Andrey Kuznetsov
Andrey Kuznetsov

Reputation: 11830

Scala generics subtypes

I am lost in scala generics.

I need a method storeUnit which accepts Unit's subclasses's instances (e.q. Visit) and returns StoredUnit's subclasses's instances (e.q. StoredVisit) but I am getting compilation errors.

trait StatsUnit { val ip: String } 
case class Visit(ip: String) extends StatsUnit
case class Click(ip: String) extends StatsUnit

trait StoredStatsUnit extends StatsUnit { val id: String }
case class StoredVisit(id: String, ip: String) extends StoredStatsUnit
case class StoredClick(id: String, ip: String) extends StoredStatsUnit

def storeUnit[A <: StatsUnit, B <: StoredStatsUnit](statsUnit: A): B = {
  statsUnit match {
    case x: Visit => StoredVisit("myid", x.ip)
    case x: Click => StoredClick("myid", x.ip)
  }
}

/tmp/1.scala:11: error: type mismatch;
 found   : this.StoredVisit
 required: B
    case x: Visit => StoredVisit("myid", x.ip)
                                    ^
/tmp/1.scala:12: error: type mismatch;
 found   : this.StoredClick
 required: B
    case x: Click => StoredClick("myid", x.ip)

Upvotes: 3

Views: 8662

Answers (3)

Daniel C. Sobral
Daniel C. Sobral

Reputation: 297275

Let's lie to the compiler to make the code compile, and then I'll show what the compiler is complaining about. First:

scala> def storeUnit[A <: StatsUnit, B <: StoredStatsUnit](unit: A): B = {
     |   StoredVisit("myid", unit.ip).asInstanceOf[B]
     | }
storeUnit: [A <: StatsUnit, B <: StoredStatsUnit](unit: A)B

Now let's create another subclass of StoredStatsUnit:

case class UnStoredVisit(id: String, ip: String, n: Int) extends StoredStatsUnit

And now let's show why the compiler was complaining about that method definition:

scala> val visit: UnStoredVisit = storeUnit(Visit("1.2.3.4"))
java.lang.ClassCastException: StoredVisit cannot be cast to UnStoredVisit

In other words, you are not returning a parameterized B which is an arbitrary subclass of StoredStatsUnit. You are returning a StoredVisit, which is one specific subclass of it.

Upvotes: 3

Impredicative
Impredicative

Reputation: 5069

A comment first:

  1. Don't name your trait Unit! Unit has specific meaning in Scala - it's equivalent to Java's void - and shadowing that definition is only going to cause troubles!

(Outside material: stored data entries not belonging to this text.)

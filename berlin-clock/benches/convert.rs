//! Benchmark parsing and rendering the clock

#![allow(missing_docs)]

use std::hint::black_box;

use berlin_clock::{BerlinClock, TimeOfDay, convert, convert_str};
use criterion::{Criterion, criterion_group, criterion_main};

fn bench_parse(c: &mut Criterion) {
    c.bench_function("ParseTimeOfDay", |b| {
        b.iter(|| TimeOfDay::parse(black_box("13:17:01")).unwrap())
    });
}

fn bench_convert(c: &mut Criterion) {
    let time = TimeOfDay::try_new(13, 17, 1).unwrap();

    c.bench_function("RenderBerlinClock", |b| {
        b.iter(|| BerlinClock::new(black_box(time)))
    });

    c.bench_function("ConvertTimeOfDay", |b| b.iter(|| convert(black_box(&time))));

    c.bench_function("ConvertStr", |b| {
        b.iter(|| convert_str(black_box("23:59:59")).unwrap())
    });
}

criterion_group!(benches, bench_parse, bench_convert);
criterion_main!(benches);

However, the problem here is that you specify that your method will return an instance of B and then you try to return something of type StoredVisit. You don't need B at all in this example, so the following will work fine:

def storeUnit[A <: StatsUnit](unit: A): StoredStatsUnit = {
  StoredVisit("myid", unit.ip)
}

Upvotes: 3

Randall Schulz
Randall Schulz

Reputation: 26486

B is a subtype of StoredUnit and StoredVisit is a subtype of StoredUnit but there is no valid inference that StoredVisit is compatible with B.